Хотя стихи состоят всего лишь из неистовой тревоги, по-разному окрашенной. И трактуют один мотив: отвращения к пресловутому счастью — простому человеческому, реальному, земному; оно — не настоящее; а другого не дано, да и не бывает, а раз так, лети все в тартарары. А все как раз туда и летит — что и есть единственный смысл судьбы. «Будьте ж довольны жизнью своей, Тише воды, ниже травы! О, если б знали, дети, вы, Холод и мрак грядущих дней!»
Такой взгляд на вещи легко пародировать, не будь он передан интонациями, которые усваиваются мгновенно, словно их-то вашему голосу и не хватало.
Но все равно: стихи Блока больше ни для кого не являются ресурсом жизни. Блок уходит. Сталин возвращается. Мещанин победил, — и, должно быть, с концами.
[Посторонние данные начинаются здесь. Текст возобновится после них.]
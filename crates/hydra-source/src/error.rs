use std::path::PathBuf;

use miette::Diagnostic;
use thiserror::Error;

use crate::cursor::CursorKind;

/// Errors raised while loading or validating front-end output.
#[derive(Debug, Error, Diagnostic)]
pub enum SourceError {
    /// The AST dump or header could not be read or written.
    #[error("I/O error on {path}")]
    #[diagnostic(code(hydra_source::io_error))]
    Io {
        path: PathBuf,
        #[source]
        source: std::io::Error,
    },

    /// The AST dump is not valid JSON for a translation unit.
    #[error("Malformed AST dump: {message}")]
    #[diagnostic(
        code(hydra_source::decode_error),
        help("The dump must be produced by a front-end adapter for this version of hydra")
    )]
    Decode {
        message: String,
        #[source]
        source: serde_json::Error,
    },

    /// A cursor index points outside the cursor table.
    #[error("Dangling cursor reference #{id} in {context}")]
    #[diagnostic(code(hydra_source::dangling_cursor))]
    DanglingCursor { id: u32, context: String },

    /// A type index points outside the type table.
    #[error("Dangling type reference t{id} in {context}")]
    #[diagnostic(code(hydra_source::dangling_type))]
    DanglingType { id: u32, context: String },

    /// A cursor listed as a child more than once along the tree, which
    /// would make the walk loop.
    #[error("Cursor #{id} is reached a second time as a child of #{parent}")]
    #[diagnostic(
        code(hydra_source::cyclic_cursor),
        help("Child lists in the AST dump must form a tree rooted at the translation unit")
    )]
    CyclicCursor { id: u32, parent: u32 },

    /// The root cursor is not a translation unit.
    #[error("Root cursor #{id} is {kind:?}, expected a translation unit")]
    #[diagnostic(code(hydra_source::bad_root))]
    BadRoot { id: u32, kind: CursorKind },
}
Не могу забыть, как тысячу лет назад (точнее — сорок) сидел в гостях у одной старушки. У вдовы того человека, сестре которого Блок посвятил «Под насыпью, во рву некошеном…». Тесная такая комнатка в коммунальной квартире на Карповке. Шестой, кажется, этаж. Абажур. Печка. Духота. Нищета. «Александр Александрович всегда садился вот на этот стул…» Стулья пошатывались, шевелился абажур, шевелились фотографии на стенах. Я подумал: голова кружится, — потом пригляделся: по всем поверхностям передвигались полчища клопов.
Теперь у Александра Блока есть две могилы (на Смоленском и Волковом) и опрятный музей, — чего еще надо? Опять же, интимная его переписка доступна любому, кому не лень почитать. С научной, разумеется, целью: интересно же, по какому курсу он конвертировал свою жизнь в стихи, пока не доигрался до дефолта.
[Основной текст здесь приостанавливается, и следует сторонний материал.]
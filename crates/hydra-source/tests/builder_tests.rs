use hydra_source::{AccessSpecifier, CursorKind, TypeKind, UnitBuilder};

#[test]
fn test_builder_links_parents_and_children() {
    let mut b = UnitBuilder::new("module.hpp");
    let root = b.root();
    let ns = b.cursor(root, CursorKind::Namespace, "ns").usr("c:@N@ns").id();
    let foo = b.cursor(ns, CursorKind::ClassDecl, "Foo").usr("c:@N@ns@S@Foo").id();
    let field = b.cursor(foo, CursorKind::FieldDecl, "x").usr("c:@N@ns@S@Foo@FI@x").id();
    let unit = b.finish();

    assert_eq!(unit.root().kind(), CursorKind::TranslationUnit);
    let ns_children: Vec<_> = unit.cursor(ns).children().map(|c| c.id()).collect();
    assert_eq!(ns_children, vec![foo]);

    let field = unit.cursor(field);
    assert_eq!(field.semantic_parent().map(|c| c.id()), Some(foo));
    assert_eq!(field.lexical_parent().map(|c| c.id()), Some(foo));

    // Class members default to public, namespace members carry no access
    assert_eq!(field.access(), AccessSpecifier::Public);
    assert_eq!(unit.cursor(foo).access(), AccessSpecifier::None);
}

#[test]
fn test_out_of_line_semantic_parent() {
    let mut b = UnitBuilder::new("module.hpp");
    let root = b.root();
    let foo = b.cursor(root, CursorKind::ClassDecl, "Foo").usr("c:@S@Foo").id();
    // void Foo::bar() {} written at namespace scope
    let bar = b
        .cursor(root, CursorKind::CxxMethod, "bar")
        .usr("c:@S@Foo@F@bar#")
        .semantic_parent(foo)
        .id();
    let unit = b.finish();

    let bar = unit.cursor(bar);
    assert_eq!(bar.semantic_parent().map(|c| c.id()), Some(foo));
    assert_eq!(bar.lexical_parent().map(|c| c.id()), Some(root));
}

#[test]
fn test_type_helpers() {
    let mut b = UnitBuilder::new("module.hpp");
    let root = b.root();
    let foo = b.cursor(root, CursorKind::StructDecl, "Foo").usr("c:@S@Foo").definition_of_itself().id();
    let foo_ty = b.declared_type(foo);
    let ptr = b.pointer_to(foo_ty);
    let ptr_ptr = b.pointer_to(ptr);
    let reference = b.lvalue_ref_to(foo_ty);
    let alias = b.cursor(root, CursorKind::TypedefDecl, "FooPtr").usr("c:@T@FooPtr").id();
    let alias_ty = b.alias_type(alias, ptr);
    let int = b.fundamental("int");
    let unit = b.finish();

    assert_eq!(unit.ty(ptr_ptr).spelling(), "Foo * *");
    assert_eq!(unit.ty(ptr_ptr).strip_pointers().id(), foo_ty);
    // References survive pointer stripping
    assert_eq!(unit.ty(reference).strip_pointers().id(), reference);
    assert_eq!(unit.ty(reference).pointee().map(|t| t.id()), Some(foo_ty));

    assert_eq!(unit.ty(alias_ty).kind(), TypeKind::Typedef);
    assert_eq!(unit.ty(alias_ty).canonical().id(), ptr);
    assert_eq!(unit.ty(foo_ty).definition().map(|c| c.id()), Some(foo));

    assert!(unit.ty(int).declaration().is_none());
    assert!(unit.ty(int).pointee().is_none());
}

#[test]
fn test_definition_link() {
    let mut b = UnitBuilder::new("module.hpp");
    let root = b.root();
    let fwd = b.cursor(root, CursorKind::ClassDecl, "Foo").usr("c:@S@Foo").id();
    let def = b.cursor(root, CursorKind::ClassDecl, "Foo").usr("c:@S@Foo").definition_of_itself().id();
    b.edit(fwd).definition(def);
    let unit = b.finish();

    assert_eq!(unit.cursor(fwd).definition().map(|c| c.id()), Some(def));
    assert_eq!(unit.cursor(def).definition().map(|c| c.id()), Some(def));
}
Зато присутствие Сталина ощущается повсюду.
28 января 2006
В Липецке макак отпаивают кагором. В Ярославле верблюды согреваются водкой. В Нижнем Новгороде трубят, приняв на хобот, слоны.
Холодно в заточении, в рабстве.
Очень холодно без прописки.
Крестьянин — и тот не сказать, что торжествует. Как-то даже не верится, что в николаевскую эпоху обязательно при минусовых температурах торжествовал.
Настоящая зима, без хитростей, без потайных разных теплоемкостей — совсем не праздник, а правда судьбы. Про это писали Некрасов, Тютчев, Бродский.
Причем Некрасов и Бродский умерли в январе.
Причем Бродский — ровно 10 лет назад.
Был на два года старше меня, теперь — на восемь лет моложе.
И вот я с обидой читаю:
Те, кто не умирают, — живут
До шестидесяти, до семидесяти,
Педствуют, строчат мемуары,
Путаются в ногах.
Я вглядываюсь в их черты
Пристально, как Миклуха
Маклай в татуировку
Приближающихся
Дикарей.
В общем-то, нельзя отчетливей и оскорбительней сказать — отстаньте раз навсегда.
Человек хотел, чтобы о нем помолчали.
Это сбудется. О Бродском помолчат основательно. Как только эти самые приближавшиеся было дикари наконец удалятся и перестанут путаться в ногах.
И перечитывать. И воображать, что история этого абсолютно одинокого человека отчасти передает события каких-то других жизней. Что его неумолчный разговор исключительно с самим собой — касается еще кого-то, как отчаянно волнующий опыт превращения работы ума прямо в звук голоса. Что найденная им система речевой игры открывает нам — каким-то нам — новые аспекты существования.
Все это уже сейчас довольно трудно. Требует мужества, которое где же взять? Я раскрыл третий том сочинений, перечитал от конца к началу, перешел в том второй, вернулся к четвертому — и бросил. В такую впадаешь печаль.